**About this exercise:** Please copy every line from the records below that contains the string "async".

==== Material provided

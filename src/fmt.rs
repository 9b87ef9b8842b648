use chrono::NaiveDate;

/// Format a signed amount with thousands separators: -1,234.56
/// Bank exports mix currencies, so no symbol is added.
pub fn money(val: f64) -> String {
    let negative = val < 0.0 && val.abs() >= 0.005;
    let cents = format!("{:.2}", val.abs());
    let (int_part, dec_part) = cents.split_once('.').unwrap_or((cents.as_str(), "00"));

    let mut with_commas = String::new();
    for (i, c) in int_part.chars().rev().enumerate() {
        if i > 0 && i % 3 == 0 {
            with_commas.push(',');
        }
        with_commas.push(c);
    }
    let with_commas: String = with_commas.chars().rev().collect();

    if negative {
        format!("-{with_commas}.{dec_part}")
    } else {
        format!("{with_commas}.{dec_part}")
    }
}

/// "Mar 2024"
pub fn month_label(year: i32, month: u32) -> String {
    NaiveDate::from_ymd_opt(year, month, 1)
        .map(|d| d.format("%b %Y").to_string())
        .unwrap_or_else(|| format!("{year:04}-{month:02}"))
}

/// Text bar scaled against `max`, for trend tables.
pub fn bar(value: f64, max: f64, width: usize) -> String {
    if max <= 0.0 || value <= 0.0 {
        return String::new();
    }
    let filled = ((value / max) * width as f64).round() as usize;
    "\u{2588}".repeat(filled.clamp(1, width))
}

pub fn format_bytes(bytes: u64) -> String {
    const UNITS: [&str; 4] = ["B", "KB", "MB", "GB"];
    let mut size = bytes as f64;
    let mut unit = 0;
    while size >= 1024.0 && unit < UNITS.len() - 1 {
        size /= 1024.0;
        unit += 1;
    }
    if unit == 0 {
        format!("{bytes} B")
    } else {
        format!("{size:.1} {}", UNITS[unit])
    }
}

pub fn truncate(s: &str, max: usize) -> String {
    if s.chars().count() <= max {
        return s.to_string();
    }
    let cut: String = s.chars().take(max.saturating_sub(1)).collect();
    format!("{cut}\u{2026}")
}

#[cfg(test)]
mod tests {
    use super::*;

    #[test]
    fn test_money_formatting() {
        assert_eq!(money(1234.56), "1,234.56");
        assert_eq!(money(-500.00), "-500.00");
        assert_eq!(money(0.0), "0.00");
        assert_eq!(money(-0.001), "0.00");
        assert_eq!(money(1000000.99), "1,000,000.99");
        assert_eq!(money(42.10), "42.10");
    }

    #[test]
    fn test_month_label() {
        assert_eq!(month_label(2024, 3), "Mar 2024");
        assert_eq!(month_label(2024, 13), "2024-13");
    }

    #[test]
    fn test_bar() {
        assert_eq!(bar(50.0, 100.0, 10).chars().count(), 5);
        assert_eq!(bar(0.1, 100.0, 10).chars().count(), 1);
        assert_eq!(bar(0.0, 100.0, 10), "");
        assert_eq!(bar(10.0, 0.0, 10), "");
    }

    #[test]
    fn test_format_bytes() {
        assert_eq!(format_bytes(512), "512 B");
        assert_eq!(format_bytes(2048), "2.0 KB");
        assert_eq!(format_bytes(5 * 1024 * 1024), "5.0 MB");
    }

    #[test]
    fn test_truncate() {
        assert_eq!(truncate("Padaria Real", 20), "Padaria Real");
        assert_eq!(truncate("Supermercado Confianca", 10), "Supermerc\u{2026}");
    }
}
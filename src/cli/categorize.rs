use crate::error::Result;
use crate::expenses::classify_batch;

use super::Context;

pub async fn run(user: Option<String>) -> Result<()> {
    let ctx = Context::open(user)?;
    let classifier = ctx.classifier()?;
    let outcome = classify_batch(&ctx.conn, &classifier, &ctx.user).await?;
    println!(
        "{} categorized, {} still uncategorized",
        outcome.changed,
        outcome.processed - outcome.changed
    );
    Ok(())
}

========
==== Material provided

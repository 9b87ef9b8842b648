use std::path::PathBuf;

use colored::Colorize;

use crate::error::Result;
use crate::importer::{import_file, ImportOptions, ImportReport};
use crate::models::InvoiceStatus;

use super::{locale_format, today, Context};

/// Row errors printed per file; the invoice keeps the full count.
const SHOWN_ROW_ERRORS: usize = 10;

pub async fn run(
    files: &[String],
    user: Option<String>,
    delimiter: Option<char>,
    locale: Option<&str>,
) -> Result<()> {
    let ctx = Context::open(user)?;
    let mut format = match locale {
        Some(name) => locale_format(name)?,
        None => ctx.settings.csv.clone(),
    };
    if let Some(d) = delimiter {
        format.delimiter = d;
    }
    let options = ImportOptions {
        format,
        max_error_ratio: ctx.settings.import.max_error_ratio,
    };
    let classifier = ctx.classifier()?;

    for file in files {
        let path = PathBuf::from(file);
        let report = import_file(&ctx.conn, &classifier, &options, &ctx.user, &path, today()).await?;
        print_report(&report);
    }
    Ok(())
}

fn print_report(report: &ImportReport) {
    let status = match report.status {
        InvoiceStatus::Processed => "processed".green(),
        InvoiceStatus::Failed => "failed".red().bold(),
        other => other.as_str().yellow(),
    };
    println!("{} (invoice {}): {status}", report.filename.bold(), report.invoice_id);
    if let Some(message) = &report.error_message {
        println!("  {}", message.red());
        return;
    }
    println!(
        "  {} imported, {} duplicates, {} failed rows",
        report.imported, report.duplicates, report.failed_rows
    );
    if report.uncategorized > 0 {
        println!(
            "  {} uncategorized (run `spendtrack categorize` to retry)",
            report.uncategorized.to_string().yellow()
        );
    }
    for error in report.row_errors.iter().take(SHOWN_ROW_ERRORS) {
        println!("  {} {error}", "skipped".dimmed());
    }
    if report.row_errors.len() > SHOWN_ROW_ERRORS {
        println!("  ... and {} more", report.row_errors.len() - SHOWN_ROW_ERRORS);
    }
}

========

**Response below:**
pub async fn run(user: Option<String>) -> Result<()> {
pub async fn run(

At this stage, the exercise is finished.